Wednesday, January 21, 2015

Jerry


      More Letters From Paradise
              Jerry
Jerry's mother died when he was only five, and he went to live with his grandparents. And they were so poor. Grandpa and grandma had managed to carve out eighty acres from the stubborn South Dakota prairie. They owned a team of horses, a couple of pigs, and a small flock of chickens. Jerry never mentioned if they had a cow. Grandma cooked and baked on a large cast iron stove with a reservoir for heating hot water.  There was also an oil stove used to heat the small farmhouse.  Jerry said that they didn't have electricity until he was in the fourth grade.  And indoor plumbing didn't arrive until he was a junior in high school.

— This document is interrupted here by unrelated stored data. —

//! In-place update of an xlsx package.
//!
//! The updated workbook is the original zip archive with only the parts that
//! have to change rewritten: the reconciled worksheet (new values on written
//! cells), the stylesheet (a highlighted twin of each cell style in use) and
//! the workbook's calculation settings. Every other part is copied raw, so
//! other sheets, number formats, column widths and merged ranges are kept
//! exactly as they were.

use crate::error::{ReconcileError, Result};
use crate::output::write_bytes_atomic;
use crate::sheet::CellAddress;
use log::{debug, info};
use quick_xml::events::{BytesEnd, BytesStart, BytesText, Event};
use quick_xml::{Reader, Writer};
use std::collections::{BTreeMap, HashMap};
use std::fs::File;
use std::io::{Cursor, Read, Seek, Write};
use std::path::Path;
use thiserror::Error;
use zip::write::SimpleFileOptions;
use zip::{CompressionMethod, ZipArchive, ZipWriter};

const STAGE: &str = "updated workbook save";
const WORKBOOK_PART: &str = "xl/workbook.xml";
const WORKBOOK_RELS_PART: &str = "xl/_rels/workbook.xml.rels";
const STYLES_PART: &str = "xl/styles.xml";
const CONTENT_TYPES_PART: &str = "[Content_Types].xml";
const CALC_CHAIN_PART: &str = "xl/calcChain.xml";

#[derive(Debug, Error)]
enum PackageError {
    #[error("malformed {part}: {source}")]
    Xml {
        part: String,
        #[source]
        source: quick_xml::Error,
    },

    #[error(transparent)]
    Zip(#[from] zip::result::ZipError),

    #[error(transparent)]
    Io(#[from] std::io::Error),

    #[error("{0}")]
    Layout(String),
}

type PackageResult<T> = std::result::Result<T, PackageError>;
type XmlResult<T> = std::result::Result<T, quick_xml::Error>;
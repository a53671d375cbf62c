pub mod docx;
pub mod logo;
pub mod pdf;

use async_trait::async_trait;

use crate::core::{AppConfig, DocumentResult};
use crate::models::OutputFormat;
use crate::templates::DocumentView;

pub use docx::DocxRenderer;
pub use logo::{LogoFetcher, LogoImage};
pub use pdf::PdfRenderer;

/// Convierte la vista de un documento en los bytes de un formato de salida
#[async_trait]
pub trait DocumentRenderer: Send + Sync {
    fn format(&self) -> OutputFormat;

    async fn render(&self, view: &DocumentView, logo: Option<&LogoImage>) -> DocumentResult<Vec<u8>>;
}

/// Un generador por formato soportado
pub struct Renderers {
    pdf: PdfRenderer,
    docx: DocxRenderer,
}

impl Renderers {
    pub fn new(config: &AppConfig) -> DocumentResult<Self> {
        Ok(Renderers {
            pdf: PdfRenderer::new(config)?,
            docx: DocxRenderer,
        })
    }

    pub fn for_format(&self, format: OutputFormat) -> &dyn DocumentRenderer {
        match format {
            OutputFormat::Pdf => &self.pdf,
            OutputFormat::Docx => &self.docx,
        }
    }
}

There were always chores to do. Jerry helped grandpa when he could. He carried two five gallon pails of water, candled eggs, fed the livestock, and pulled weeds in grandma's garden. Jerry received some whacks too, from grandpa when it was felt that he deserved them.

Jerry wore bib overalls and dark, ankle-high shoes all year long, with five-buckle Arctic overshoes in winter.  He was called the "orphan," by the people of the town. "They were very kind."Jerry said, giving him odd jobs to make a little money.  Often on his way home from school he would be asked by the grocer to sweep the store floor, or at the single gas station to wash a car.

The little prairie town of Chapman had a population of only two hundred souls, but it did have three churches, Lutheran, Baptist, and Catholic were all represented.

When Jerry grew older he had a job grinding welded plow shares for the local blacksmith. And much later, Jerry drove a gasoline truck to supply area service stations.

But it wasn't always work. Jerry recalled the time when three bachelor farmers took him see Minsky's Burlesque in Minneapolis.  He became quite the pool hustler, also.

Later, Jerry attended college on a basketball scholarship, at the urging of the three bachelor farmers, spent some time in the army, married, had a family, taught school, and  became a school principal.  He was an expert antique dealer and built some apartment houses.  He never forgot his roots, and worked with a school in the Navajo Nation. Jerry has come a long way from being the orphan boy raised by his grandparents, to being one of the nicest and most generous of men around.